# What is required
Search the material for the string "Just", then return every line where it is found.

'''

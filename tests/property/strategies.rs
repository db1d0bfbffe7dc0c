//! Generators shared by the property suites
//!
//! Facet values come from small pools so that generated collections collide
//! on tags, years and origins often enough to exercise bucket moves.

use chrono::DateTime;
use proptest::prelude::*;
use screenshotr::filter::HIDE_TAG;
use screenshotr::screenshot::id::compute_screenshot_id;
use screenshotr::screenshot::Screenshot;
use screenshotr::types::{Custom, ImgSize, ImportInfo, MediaType};
use std::sync::Arc;

pub const TAGS: &[&str] = &["a", "b", "c", HIDE_TAG];
pub const YEARS: &[i32] = &[2020, 2021, 2022];
pub const USERS: &[&str] = &["alice", "bob"];
pub const HOSTS: &[&str] = &["desk", "laptop"];
pub const PROCESSES: &[&str] = &["snip", "obs"];
const NO_ORIGINS: &[&str] = &[];
const ORIGIN_PICKS: &[usize] = &[0, 1];

/// A descriptor whose id is drawn from eight slots, so later ones replace earlier ones
pub fn screenshot() -> impl Strategy<Value = Arc<Screenshot>> {
    (
        0u8..8,
        0..YEARS.len(),
        proptest::sample::subsequence(TAGS, 0..=TAGS.len()),
        0..USERS.len(),
        0..HOSTS.len(),
        0..PROCESSES.len(),
        0u64..1000,
    )
        .prop_map(|(slot, year, tags, user, host, process, bytes)| {
            Arc::new(Screenshot {
                id: compute_screenshot_id(&[slot]),
                created: DateTime::parse_from_rfc3339(&format!(
                    "{}-0{}-01T12:00:00+00:00",
                    YEARS[year],
                    1 + bytes % 9
                ))
                .unwrap(),
                bytes,
                size: ImgSize::new(1, 1),
                media_type: MediaType::Image,
                tags: tags.into_iter().map(String::from).collect(),
                custom: Custom::new(),
                import_info: ImportInfo {
                    username: USERS[user].into(),
                    hostname: HOSTS[host].into(),
                    process: PROCESSES[process].into(),
                    os_version: String::new(),
                    runtime_version: String::new(),
                    original_file_name: None,
                },
            })
        })
}

pub fn screenshots(max: usize) -> impl Strategy<Value = Vec<Arc<Screenshot>>> {
    proptest::collection::vec(screenshot(), 0..max)
}

/// Which origin group a selection targets
#[derive(Debug, Clone, Copy)]
pub enum OriginGroup {
    None,
    User,
    Hostname,
    Process,
}

/// Tag, year and origin selections to toggle on a filter
#[derive(Debug, Clone)]
pub struct Selection {
    pub tags: Vec<&'static str>,
    pub years: Vec<i32>,
    pub group: OriginGroup,
    pub origins: Vec<&'static str>,
}

pub fn selection() -> impl Strategy<Value = Selection> {
    (
        proptest::sample::subsequence(TAGS, 0..=2),
        proptest::sample::subsequence(YEARS, 0..=2),
        prop_oneof![
            Just(OriginGroup::None),
            Just(OriginGroup::User),
            Just(OriginGroup::Hostname),
            Just(OriginGroup::Process),
        ],
        proptest::sample::subsequence(ORIGIN_PICKS, 0..=2),
    )
        .prop_map(|(tags, years, group, picks)| {
            let pool = match group {
                OriginGroup::None => NO_ORIGINS,
                OriginGroup::User => USERS,
                OriginGroup::Hostname => HOSTS,
                OriginGroup::Process => PROCESSES,
            };
            let origins = picks.into_iter().filter_map(|i| pool.get(i).copied()).collect();
            Selection {
                tags,
                years,
                group,
                origins,
            }
        })
}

'''

# Output for this task
            Just(OriginGroup::None),
            Just(OriginGroup::User),
            Just(OriginGroup::Hostname),
            Just(OriginGroup::Process),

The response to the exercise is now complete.